Task brief:
How many lines in these records hold the string "Returns"? State only that number.

Exercise input:
* * * * *

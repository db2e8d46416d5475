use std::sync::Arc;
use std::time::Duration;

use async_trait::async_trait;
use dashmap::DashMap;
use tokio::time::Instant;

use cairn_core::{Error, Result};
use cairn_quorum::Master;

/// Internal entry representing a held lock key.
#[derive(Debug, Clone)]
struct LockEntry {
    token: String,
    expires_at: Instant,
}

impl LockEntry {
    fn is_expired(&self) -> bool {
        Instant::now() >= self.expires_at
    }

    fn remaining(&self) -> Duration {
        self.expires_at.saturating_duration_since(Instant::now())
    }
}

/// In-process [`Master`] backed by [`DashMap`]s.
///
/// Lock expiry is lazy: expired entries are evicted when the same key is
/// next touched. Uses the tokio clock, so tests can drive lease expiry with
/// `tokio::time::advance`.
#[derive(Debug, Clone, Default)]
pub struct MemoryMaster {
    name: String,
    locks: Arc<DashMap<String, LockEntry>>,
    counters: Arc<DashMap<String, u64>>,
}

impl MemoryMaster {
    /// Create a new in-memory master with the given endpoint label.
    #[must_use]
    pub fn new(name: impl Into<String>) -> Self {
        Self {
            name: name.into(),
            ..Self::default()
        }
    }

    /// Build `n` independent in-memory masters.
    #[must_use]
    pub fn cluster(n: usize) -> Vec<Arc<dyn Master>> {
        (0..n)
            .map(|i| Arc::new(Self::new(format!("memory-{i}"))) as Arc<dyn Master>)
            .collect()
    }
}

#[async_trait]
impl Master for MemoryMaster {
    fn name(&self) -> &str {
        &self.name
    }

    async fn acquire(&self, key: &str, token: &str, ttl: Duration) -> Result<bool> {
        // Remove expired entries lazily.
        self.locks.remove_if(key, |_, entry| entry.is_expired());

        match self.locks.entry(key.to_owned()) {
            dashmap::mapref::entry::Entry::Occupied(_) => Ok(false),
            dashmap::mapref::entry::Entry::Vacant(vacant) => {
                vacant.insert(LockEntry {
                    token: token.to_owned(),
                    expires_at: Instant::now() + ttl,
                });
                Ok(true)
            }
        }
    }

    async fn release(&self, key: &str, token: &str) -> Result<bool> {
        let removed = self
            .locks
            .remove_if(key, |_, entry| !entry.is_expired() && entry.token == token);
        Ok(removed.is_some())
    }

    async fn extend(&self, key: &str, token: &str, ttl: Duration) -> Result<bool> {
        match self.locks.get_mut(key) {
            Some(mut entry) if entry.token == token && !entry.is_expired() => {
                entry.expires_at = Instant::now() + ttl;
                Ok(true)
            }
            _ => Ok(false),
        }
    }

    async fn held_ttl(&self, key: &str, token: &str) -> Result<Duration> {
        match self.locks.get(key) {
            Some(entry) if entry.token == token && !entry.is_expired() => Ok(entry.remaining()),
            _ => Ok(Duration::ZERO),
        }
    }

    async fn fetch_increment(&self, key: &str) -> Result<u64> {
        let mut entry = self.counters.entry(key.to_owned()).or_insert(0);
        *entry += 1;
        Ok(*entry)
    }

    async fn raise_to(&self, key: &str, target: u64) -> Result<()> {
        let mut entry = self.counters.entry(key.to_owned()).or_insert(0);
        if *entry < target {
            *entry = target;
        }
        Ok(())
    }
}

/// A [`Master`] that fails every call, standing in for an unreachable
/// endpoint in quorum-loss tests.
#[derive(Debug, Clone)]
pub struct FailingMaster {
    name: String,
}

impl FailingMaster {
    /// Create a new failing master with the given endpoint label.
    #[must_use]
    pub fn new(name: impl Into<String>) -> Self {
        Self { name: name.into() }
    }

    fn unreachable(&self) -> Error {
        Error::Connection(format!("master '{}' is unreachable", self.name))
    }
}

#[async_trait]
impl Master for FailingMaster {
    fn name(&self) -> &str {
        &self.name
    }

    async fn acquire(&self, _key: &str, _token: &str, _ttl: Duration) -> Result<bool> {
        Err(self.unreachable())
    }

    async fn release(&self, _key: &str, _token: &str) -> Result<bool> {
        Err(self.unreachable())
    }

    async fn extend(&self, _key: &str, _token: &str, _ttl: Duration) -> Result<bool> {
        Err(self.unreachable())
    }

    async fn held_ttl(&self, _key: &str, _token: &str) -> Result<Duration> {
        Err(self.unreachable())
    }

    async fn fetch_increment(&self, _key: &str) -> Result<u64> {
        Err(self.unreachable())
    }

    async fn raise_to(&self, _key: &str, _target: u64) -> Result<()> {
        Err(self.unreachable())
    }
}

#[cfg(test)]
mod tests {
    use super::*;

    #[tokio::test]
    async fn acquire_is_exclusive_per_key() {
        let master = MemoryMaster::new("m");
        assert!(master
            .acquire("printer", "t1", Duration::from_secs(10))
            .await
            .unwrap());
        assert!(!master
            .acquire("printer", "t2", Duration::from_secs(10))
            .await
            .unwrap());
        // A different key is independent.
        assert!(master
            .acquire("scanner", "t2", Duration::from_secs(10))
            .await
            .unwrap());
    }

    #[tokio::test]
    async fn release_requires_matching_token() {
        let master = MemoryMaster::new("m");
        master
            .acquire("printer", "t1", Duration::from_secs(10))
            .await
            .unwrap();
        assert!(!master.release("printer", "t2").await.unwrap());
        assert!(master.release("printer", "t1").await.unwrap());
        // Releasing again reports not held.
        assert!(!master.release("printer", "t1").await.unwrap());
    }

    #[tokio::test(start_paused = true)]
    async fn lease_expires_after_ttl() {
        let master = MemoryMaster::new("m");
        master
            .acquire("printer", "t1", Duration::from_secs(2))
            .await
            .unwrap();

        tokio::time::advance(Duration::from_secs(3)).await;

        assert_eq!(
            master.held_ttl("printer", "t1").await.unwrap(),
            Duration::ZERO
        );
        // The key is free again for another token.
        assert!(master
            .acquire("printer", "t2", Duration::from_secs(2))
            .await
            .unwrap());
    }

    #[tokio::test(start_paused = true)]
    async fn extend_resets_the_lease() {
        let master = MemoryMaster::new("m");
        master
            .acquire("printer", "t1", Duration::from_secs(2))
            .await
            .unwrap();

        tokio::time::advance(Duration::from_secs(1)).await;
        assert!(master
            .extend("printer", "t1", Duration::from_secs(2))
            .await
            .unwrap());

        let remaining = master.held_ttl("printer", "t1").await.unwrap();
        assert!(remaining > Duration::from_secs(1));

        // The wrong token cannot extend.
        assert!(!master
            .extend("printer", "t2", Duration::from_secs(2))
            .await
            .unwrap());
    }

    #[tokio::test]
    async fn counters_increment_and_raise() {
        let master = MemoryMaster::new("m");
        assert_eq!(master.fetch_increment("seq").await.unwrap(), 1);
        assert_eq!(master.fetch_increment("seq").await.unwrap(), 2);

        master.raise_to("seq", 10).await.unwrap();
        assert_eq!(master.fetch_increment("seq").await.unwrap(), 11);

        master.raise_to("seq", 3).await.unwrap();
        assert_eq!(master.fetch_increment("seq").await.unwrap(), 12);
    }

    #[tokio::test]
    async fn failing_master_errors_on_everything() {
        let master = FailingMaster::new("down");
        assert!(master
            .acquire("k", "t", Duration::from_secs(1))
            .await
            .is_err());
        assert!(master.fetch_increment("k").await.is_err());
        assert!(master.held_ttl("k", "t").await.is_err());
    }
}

* * * * *

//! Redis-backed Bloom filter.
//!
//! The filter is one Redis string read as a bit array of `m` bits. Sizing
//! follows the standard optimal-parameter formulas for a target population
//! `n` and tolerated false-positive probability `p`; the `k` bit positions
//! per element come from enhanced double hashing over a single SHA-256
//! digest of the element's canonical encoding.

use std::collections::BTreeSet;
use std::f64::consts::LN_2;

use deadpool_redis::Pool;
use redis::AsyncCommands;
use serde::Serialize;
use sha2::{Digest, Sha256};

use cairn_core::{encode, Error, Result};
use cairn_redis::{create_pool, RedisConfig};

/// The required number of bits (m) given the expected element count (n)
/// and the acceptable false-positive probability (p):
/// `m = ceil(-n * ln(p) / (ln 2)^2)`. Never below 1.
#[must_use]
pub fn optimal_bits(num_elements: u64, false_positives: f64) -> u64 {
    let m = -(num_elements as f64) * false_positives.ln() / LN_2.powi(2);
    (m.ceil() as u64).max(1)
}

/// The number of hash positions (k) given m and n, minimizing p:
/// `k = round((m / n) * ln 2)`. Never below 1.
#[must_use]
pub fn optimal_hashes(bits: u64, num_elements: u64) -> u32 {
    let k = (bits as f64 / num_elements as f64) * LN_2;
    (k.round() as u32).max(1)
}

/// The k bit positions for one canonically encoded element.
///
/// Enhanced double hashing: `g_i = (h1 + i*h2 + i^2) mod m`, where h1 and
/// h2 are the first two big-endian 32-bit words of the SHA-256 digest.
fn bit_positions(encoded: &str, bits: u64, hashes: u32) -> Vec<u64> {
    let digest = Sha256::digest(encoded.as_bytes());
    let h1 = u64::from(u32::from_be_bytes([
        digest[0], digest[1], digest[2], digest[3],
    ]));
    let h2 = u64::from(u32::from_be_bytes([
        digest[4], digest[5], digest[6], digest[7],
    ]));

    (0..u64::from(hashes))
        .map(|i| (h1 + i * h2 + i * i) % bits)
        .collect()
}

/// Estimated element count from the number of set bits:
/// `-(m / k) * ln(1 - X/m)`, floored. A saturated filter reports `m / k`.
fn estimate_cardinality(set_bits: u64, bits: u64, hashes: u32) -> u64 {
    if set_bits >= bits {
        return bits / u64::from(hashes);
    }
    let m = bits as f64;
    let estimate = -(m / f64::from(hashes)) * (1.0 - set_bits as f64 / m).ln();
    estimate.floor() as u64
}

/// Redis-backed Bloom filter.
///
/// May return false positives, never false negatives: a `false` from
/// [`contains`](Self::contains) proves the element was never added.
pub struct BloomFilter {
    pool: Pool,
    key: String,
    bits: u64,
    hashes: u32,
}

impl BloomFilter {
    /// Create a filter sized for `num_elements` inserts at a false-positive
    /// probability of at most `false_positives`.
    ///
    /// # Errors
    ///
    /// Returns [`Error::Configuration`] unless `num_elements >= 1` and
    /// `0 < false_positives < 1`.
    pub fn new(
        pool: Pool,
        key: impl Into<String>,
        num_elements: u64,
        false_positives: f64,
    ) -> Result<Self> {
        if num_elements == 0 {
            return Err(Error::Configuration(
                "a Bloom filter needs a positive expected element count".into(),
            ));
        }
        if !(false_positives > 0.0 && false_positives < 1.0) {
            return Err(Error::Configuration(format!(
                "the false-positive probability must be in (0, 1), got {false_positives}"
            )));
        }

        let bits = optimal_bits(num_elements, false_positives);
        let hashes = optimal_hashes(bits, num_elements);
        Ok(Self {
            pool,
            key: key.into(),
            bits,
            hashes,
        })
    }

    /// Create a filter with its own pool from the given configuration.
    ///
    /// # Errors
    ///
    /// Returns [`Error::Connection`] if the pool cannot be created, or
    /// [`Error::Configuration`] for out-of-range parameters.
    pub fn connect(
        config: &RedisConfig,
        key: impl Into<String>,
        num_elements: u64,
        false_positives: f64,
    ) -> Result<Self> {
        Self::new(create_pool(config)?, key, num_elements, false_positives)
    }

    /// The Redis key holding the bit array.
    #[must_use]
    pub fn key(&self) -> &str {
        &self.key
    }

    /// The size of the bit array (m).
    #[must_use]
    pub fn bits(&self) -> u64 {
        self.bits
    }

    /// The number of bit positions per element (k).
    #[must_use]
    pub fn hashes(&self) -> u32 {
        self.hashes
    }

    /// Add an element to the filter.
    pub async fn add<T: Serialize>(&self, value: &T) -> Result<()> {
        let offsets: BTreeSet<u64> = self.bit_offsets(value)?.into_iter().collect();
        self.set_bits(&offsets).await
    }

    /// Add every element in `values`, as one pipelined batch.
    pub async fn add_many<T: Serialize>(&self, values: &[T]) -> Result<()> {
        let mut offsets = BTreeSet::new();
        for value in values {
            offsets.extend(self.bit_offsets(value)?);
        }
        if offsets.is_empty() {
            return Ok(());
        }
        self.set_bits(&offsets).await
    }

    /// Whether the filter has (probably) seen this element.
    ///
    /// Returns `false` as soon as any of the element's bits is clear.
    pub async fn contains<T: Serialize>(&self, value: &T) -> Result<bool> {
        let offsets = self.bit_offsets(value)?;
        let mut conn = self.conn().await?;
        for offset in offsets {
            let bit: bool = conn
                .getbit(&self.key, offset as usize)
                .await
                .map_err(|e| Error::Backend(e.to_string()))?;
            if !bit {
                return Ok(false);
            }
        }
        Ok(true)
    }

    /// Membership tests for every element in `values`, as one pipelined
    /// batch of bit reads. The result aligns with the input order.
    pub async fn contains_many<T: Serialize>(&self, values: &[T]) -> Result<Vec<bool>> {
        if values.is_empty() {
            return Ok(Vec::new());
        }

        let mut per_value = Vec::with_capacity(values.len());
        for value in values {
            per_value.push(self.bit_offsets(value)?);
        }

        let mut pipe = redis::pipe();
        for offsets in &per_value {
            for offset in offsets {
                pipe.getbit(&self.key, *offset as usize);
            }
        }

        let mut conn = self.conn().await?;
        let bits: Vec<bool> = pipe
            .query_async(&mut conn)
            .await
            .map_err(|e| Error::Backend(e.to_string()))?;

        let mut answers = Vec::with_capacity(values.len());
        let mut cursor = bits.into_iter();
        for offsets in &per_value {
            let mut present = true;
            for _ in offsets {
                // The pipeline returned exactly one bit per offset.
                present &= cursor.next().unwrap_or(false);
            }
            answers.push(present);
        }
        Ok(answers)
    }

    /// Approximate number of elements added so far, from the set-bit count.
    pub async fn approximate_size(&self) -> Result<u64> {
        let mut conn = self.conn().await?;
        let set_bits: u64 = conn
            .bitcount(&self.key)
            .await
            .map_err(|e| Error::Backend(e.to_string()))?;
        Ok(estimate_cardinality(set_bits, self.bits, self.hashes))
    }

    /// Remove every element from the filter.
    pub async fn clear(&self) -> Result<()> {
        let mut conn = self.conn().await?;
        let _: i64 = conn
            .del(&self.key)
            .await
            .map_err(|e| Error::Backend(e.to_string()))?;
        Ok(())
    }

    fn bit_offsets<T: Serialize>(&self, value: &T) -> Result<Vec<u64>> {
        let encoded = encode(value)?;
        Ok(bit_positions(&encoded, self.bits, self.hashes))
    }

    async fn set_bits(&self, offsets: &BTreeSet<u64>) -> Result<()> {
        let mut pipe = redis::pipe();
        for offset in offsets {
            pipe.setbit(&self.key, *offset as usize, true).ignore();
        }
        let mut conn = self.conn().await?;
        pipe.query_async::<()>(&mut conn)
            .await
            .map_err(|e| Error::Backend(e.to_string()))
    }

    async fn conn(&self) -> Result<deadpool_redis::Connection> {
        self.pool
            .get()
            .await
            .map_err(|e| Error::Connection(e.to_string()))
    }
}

* * * * *

Answer to the exercise:
3